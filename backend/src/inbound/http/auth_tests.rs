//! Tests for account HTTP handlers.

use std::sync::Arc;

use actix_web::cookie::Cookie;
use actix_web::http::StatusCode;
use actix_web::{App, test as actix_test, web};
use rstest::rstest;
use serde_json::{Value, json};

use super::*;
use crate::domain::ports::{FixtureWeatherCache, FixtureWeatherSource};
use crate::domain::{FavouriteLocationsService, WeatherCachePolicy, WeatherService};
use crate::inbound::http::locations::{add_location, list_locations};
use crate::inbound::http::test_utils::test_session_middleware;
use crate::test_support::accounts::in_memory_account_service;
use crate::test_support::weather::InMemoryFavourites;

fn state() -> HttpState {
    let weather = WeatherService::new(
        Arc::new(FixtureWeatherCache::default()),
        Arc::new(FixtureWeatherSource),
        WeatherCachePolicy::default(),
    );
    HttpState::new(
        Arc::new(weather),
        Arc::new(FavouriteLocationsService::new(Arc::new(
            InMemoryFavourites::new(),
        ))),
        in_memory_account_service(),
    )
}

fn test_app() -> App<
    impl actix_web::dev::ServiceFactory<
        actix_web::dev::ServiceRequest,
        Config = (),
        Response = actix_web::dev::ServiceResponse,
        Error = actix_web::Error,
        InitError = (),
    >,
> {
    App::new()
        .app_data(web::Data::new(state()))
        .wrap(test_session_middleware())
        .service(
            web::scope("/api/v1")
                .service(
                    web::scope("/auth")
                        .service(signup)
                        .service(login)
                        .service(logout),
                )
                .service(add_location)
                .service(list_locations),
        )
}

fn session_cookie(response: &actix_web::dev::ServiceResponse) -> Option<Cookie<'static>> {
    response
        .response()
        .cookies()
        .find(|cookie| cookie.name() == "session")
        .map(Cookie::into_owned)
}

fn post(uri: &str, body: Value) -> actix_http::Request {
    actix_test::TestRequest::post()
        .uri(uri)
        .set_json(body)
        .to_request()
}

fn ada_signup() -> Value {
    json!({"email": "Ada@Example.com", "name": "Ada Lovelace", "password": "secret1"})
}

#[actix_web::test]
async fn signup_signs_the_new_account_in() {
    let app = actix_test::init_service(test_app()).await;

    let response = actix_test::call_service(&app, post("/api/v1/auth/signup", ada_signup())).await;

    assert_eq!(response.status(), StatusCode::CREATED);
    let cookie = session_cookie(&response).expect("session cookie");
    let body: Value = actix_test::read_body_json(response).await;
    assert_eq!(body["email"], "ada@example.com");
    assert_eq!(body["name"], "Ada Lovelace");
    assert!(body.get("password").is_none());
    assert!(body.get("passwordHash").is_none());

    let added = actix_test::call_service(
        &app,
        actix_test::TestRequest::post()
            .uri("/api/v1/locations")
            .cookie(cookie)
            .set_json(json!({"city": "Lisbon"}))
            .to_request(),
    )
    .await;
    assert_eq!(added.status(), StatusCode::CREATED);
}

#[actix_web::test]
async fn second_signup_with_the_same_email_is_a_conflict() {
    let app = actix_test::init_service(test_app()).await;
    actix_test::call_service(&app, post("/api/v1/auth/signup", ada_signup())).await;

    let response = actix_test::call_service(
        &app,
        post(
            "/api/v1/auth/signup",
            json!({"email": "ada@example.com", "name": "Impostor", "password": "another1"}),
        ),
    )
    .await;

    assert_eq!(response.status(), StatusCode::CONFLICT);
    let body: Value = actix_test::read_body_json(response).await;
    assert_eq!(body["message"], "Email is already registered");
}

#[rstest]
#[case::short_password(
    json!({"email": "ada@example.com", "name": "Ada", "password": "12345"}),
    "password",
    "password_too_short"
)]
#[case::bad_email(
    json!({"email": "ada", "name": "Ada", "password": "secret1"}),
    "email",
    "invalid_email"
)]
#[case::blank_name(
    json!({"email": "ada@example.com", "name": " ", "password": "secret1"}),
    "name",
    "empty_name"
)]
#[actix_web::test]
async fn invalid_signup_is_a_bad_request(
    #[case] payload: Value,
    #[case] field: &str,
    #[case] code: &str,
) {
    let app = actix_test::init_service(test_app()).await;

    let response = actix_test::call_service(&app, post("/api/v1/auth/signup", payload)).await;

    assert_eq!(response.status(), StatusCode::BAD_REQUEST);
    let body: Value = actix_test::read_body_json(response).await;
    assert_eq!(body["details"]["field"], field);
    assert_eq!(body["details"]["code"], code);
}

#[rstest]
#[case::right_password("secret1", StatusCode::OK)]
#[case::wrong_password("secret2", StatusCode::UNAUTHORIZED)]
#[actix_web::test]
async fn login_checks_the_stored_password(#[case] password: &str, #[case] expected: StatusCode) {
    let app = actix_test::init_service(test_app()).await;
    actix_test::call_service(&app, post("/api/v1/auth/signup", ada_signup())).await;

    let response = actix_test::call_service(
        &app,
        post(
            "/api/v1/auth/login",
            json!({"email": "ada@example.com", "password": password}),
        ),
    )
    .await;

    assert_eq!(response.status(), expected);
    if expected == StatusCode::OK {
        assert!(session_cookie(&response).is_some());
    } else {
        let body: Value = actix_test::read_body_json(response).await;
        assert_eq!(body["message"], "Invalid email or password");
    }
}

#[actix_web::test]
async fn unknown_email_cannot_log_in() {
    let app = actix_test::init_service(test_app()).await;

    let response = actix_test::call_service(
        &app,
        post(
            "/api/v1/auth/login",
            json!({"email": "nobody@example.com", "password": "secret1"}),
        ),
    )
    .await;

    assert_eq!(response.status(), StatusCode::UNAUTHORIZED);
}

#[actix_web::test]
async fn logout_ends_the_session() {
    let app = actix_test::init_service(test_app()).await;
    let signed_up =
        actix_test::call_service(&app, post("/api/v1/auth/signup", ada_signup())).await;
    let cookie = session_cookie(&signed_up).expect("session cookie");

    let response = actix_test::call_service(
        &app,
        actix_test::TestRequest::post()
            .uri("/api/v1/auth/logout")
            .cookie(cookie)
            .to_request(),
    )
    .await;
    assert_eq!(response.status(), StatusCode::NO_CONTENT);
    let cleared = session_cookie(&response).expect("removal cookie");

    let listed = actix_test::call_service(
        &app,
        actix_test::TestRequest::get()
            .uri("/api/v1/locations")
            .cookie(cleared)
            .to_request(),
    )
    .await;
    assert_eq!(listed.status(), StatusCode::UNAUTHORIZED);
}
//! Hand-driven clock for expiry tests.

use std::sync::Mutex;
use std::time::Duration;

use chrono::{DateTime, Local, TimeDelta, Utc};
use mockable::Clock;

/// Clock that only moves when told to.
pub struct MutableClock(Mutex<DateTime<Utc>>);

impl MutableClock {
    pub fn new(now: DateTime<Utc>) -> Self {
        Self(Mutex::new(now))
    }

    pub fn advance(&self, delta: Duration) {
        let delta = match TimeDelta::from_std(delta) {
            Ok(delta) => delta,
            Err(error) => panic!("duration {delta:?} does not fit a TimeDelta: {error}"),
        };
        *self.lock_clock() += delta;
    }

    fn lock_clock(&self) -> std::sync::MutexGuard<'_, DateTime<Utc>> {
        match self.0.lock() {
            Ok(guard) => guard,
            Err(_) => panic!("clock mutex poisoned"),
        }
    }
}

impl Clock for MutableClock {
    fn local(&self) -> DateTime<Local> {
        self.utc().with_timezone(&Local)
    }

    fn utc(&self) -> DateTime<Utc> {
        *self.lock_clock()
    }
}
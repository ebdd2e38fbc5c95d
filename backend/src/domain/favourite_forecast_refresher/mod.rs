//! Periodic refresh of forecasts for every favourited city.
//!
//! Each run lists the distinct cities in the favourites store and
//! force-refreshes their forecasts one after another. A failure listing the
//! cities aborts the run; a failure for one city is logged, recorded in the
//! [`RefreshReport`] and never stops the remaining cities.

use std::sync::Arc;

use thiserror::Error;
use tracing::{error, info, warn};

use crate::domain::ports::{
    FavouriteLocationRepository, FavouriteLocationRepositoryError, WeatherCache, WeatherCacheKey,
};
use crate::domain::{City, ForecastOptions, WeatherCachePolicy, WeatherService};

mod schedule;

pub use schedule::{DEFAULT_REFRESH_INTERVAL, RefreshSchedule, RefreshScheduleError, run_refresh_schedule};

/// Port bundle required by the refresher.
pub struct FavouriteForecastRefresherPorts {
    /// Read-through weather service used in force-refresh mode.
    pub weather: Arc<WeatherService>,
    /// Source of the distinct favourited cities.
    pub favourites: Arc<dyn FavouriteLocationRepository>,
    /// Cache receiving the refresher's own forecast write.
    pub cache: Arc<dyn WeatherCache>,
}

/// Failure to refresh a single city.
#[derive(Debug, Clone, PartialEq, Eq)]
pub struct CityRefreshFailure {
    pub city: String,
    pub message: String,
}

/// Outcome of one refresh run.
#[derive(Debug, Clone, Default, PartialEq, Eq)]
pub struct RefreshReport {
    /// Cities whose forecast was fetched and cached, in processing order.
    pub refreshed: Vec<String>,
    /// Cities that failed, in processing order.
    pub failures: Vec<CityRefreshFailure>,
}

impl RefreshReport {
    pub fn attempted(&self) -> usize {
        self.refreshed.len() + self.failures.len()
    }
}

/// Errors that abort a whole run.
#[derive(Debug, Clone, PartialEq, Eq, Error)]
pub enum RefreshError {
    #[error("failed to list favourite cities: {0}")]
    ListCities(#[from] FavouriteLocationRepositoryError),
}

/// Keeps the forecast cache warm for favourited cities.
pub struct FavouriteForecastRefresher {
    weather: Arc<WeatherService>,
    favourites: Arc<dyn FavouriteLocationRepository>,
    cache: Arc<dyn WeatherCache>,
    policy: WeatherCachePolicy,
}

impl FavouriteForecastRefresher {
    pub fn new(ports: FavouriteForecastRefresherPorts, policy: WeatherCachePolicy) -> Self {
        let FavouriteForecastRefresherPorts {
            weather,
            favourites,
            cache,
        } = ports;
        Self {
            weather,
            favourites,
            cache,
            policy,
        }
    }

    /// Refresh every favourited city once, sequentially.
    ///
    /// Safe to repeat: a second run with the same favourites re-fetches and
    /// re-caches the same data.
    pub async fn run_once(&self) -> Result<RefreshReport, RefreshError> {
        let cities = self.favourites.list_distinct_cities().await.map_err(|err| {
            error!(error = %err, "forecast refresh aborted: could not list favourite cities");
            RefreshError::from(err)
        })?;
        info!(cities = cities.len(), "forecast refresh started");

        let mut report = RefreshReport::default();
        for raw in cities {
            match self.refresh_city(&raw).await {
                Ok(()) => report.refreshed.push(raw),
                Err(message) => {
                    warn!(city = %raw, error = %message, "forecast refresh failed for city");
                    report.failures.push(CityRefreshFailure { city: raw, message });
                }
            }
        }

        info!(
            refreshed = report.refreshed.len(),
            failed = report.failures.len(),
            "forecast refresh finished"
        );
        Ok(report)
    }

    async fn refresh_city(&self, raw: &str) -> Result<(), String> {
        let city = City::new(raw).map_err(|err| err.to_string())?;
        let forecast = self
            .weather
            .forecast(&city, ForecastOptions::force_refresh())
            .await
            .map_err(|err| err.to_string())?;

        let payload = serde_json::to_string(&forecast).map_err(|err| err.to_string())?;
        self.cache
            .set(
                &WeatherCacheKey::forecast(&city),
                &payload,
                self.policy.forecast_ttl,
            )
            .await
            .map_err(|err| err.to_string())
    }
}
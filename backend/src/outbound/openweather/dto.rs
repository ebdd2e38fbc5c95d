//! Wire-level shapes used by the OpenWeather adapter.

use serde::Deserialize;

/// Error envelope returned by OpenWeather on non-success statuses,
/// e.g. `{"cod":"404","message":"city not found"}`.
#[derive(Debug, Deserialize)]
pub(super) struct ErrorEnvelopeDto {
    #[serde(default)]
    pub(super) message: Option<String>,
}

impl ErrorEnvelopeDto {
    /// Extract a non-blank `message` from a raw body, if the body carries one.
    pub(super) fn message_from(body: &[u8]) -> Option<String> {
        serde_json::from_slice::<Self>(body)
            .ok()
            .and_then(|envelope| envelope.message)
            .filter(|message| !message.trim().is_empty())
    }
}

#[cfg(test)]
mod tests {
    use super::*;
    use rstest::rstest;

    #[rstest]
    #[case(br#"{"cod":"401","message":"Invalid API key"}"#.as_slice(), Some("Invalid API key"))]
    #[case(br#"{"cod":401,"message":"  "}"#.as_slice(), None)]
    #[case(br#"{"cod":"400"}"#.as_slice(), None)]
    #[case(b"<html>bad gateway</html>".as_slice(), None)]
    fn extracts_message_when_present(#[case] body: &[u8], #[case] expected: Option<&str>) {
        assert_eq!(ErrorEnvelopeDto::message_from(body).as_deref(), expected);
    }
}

.....

## Your goal:
Only the lines of the data holding the string "Local" are wanted; copy each of them.

## Task output:
use chrono::{DateTime, Local, TimeDelta, Utc};
    fn local(&self) -> DateTime<Local> {
        self.utc().with_timezone(&Local)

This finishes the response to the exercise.